Care home staff and NHS nurses are working together in a digital pilot designed to improve the quality of life of residents and reduce hospital admissions in Sheffield.
The Digital Care Home pilot is one of seven test beds across the country funded by NHS England and the Department of Health.
Philippa Hedley-Takhar, programme manager for the Digital Care Home, said: “As a result of the programme, we are building strong new partnerships between care homes and healthcare professionals for the benefit of residents, their families and the wider health and social care system.”
Under the project, which uses technology provided by Inhealthcare, carers monitor a resident’s vital signs, including respiration rate, oxygen saturation, temperature, blood pressure, heart rate and level of consciousness.

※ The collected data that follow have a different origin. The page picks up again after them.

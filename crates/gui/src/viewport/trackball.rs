//! Virtual-sphere trackball.
//!
//! A drag between two points in normalized device coordinates is mapped onto a
//! sphere of the given radius; points past `radius / sqrt(2)` land on a
//! hyperbolic sheet instead so the rotation stays defined at the edges.
//!
//! Quaternions here describe the orientation of the camera. The matrix built
//! by [`to_rotation_matrix`] is the matching world-to-eye rotation.

use glam::{Mat4, Quat, Vec3};

/// Rotation that makes the sphere appear to follow the cursor from `p1` to `p2`.
pub fn compute_rotation(p1x: f32, p1y: f32, p2x: f32, p2y: f32, radius: f32) -> Quat {
    if p1x == p2x && p1y == p2y {
        return Quat::IDENTITY;
    }

    let p1 = Vec3::new(p1x, p1y, project_to_sphere(radius, p1x, p1y));
    let p2 = Vec3::new(p2x, p2y, project_to_sphere(radius, p2x, p2y));

    // The camera turns the opposite way to the surface under the cursor
    let axis = p2.cross(p1);
    if axis.length_squared() <= f32::EPSILON * f32::EPSILON {
        return Quat::IDENTITY;
    }

    let t = ((p1 - p2).length() / (2.0 * radius)).clamp(-1.0, 1.0);
    let phi = 2.0 * t.asin();

    Quat::from_axis_angle(axis.normalize(), phi)
}

/// Quaternion product `q1 * q2`, renormalized to keep drift out of long drags.
pub fn compose(q1: Quat, q2: Quat) -> Quat {
    (q1 * q2).normalize()
}

/// World-to-eye rotation for a camera with orientation `q`.
pub fn to_rotation_matrix(q: Quat) -> Mat4 {
    Mat4::from_quat(q).transpose()
}

fn project_to_sphere(radius: f32, x: f32, y: f32) -> f32 {
    let d = (x * x + y * y).sqrt();
    if d < radius * std::f32::consts::FRAC_1_SQRT_2 {
        (radius * radius - d * d).sqrt()
    } else {
        let t = radius * std::f32::consts::FRAC_1_SQRT_2;
        t * t / d
    }
}

#[cfg(test)]
mod tests {
    use super::*;

    const EPS: f32 = 1e-5;

    fn quat_close(a: Quat, b: Quat) -> bool {
        // q and -q are the same rotation
        a.abs_diff_eq(b, EPS) || a.abs_diff_eq(-b, EPS)
    }

    #[test]
    fn test_identical_points_give_identity() {
        for &(x, y) in &[(0.0, 0.0), (0.3, -0.2), (0.95, 0.95), (-1.0, 1.0)] {
            assert_eq!(compute_rotation(x, y, x, y, 0.8), Quat::IDENTITY);
        }
    }

    #[test]
    fn test_rotation_is_unit_and_nontrivial() {
        let q = compute_rotation(0.0, 0.0, 0.1, 0.0, 0.8);
        assert!((q.length() - 1.0).abs() < EPS);
        assert!(q.w < 1.0);
    }

    #[test]
    fn test_edge_points_use_hyperbolic_sheet() {
        // Both points far outside the sphere still produce a finite rotation
        let q = compute_rotation(1.0, 1.0, 1.0, 0.9, 0.8);
        assert!(q.is_finite());
        assert!((q.length() - 1.0).abs() < EPS);
    }

    #[test]
    fn test_horizontal_drag_turns_scene_with_cursor() {
        let q = compute_rotation(0.0, 0.0, 0.2, 0.0, 0.8);
        let view = to_rotation_matrix(q);
        // A point facing the viewer moves toward +X in eye space
        let moved = view.transform_vector3(Vec3::Z);
        assert!(moved.x > 0.0);
        assert!(moved.y.abs() < EPS);
    }

    #[test]
    fn test_reverse_drag_cancels() {
        let q1 = compute_rotation(0.1, 0.2, 0.3, -0.1, 0.8);
        let q2 = compute_rotation(0.3, -0.1, 0.1, 0.2, 0.8);
        assert!(quat_close(compose(q1, q2), Quat::IDENTITY));
    }

    #[test]
    fn test_compose_is_associative() {
        let q1 = Quat::from_axis_angle(Vec3::X, 0.4);
        let q2 = Quat::from_axis_angle(Vec3::new(1.0, 1.0, 0.0).normalize(), 1.1);
        let q3 = compute_rotation(-0.5, 0.2, 0.4, 0.6, 0.8);
        let left = compose(compose(q1, q2), q3);
        let right = compose(q1, compose(q2, q3));
        assert!(quat_close(left, right));
    }

    #[test]
    fn test_compose_is_not_commutative() {
        let q1 = Quat::from_axis_angle(Vec3::X, std::f32::consts::FRAC_PI_2);
        let q2 = Quat::from_axis_angle(Vec3::Y, std::f32::consts::FRAC_PI_2);
        assert!(!quat_close(compose(q1, q2), compose(q2, q1)));
    }

    #[test]
    fn test_compose_renormalizes() {
        let q = Quat::from_xyzw(0.0, 0.0, 0.0, 1.001);
        let composed = compose(q, q);
        assert!((composed.length() - 1.0).abs() < EPS);
    }

    #[test]
    fn test_rotation_matrix_identity() {
        assert!(to_rotation_matrix(Quat::IDENTITY).abs_diff_eq(Mat4::IDENTITY, EPS));
    }

    #[test]
    fn test_rotation_matrix_is_inverse_of_orientation() {
        let q = Quat::from_axis_angle(Vec3::Z, 0.7);
        let m = to_rotation_matrix(q) * Mat4::from_quat(q);
        assert!(m.abs_diff_eq(Mat4::IDENTITY, EPS));
        assert_eq!(m.w_axis, glam::Vec4::W);
    }
}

The information is shared with NHS nurses who provide clinical assessment and support, including prioritised GP visits, increased resident monitoring, medication reviews, or community nurse home visits.
The service has been trialled in seven care homes in Sheffield with 70 residents taking part. To date, over 35 care home workers have been trained to use the new technology.
Amanda Fields, manager at HC-One’s Alexander Court, one of the participating homes, said: “The service enables us to identify somebody who might be starting to become unwell earlier on rather than waiting for the usual symptoms to appear.
“If we are identifying people earlier and can see their stats are out of range, it gives us time to speak to their GP who can start treatment for them. That’s welcome for the patient and the local health budget.”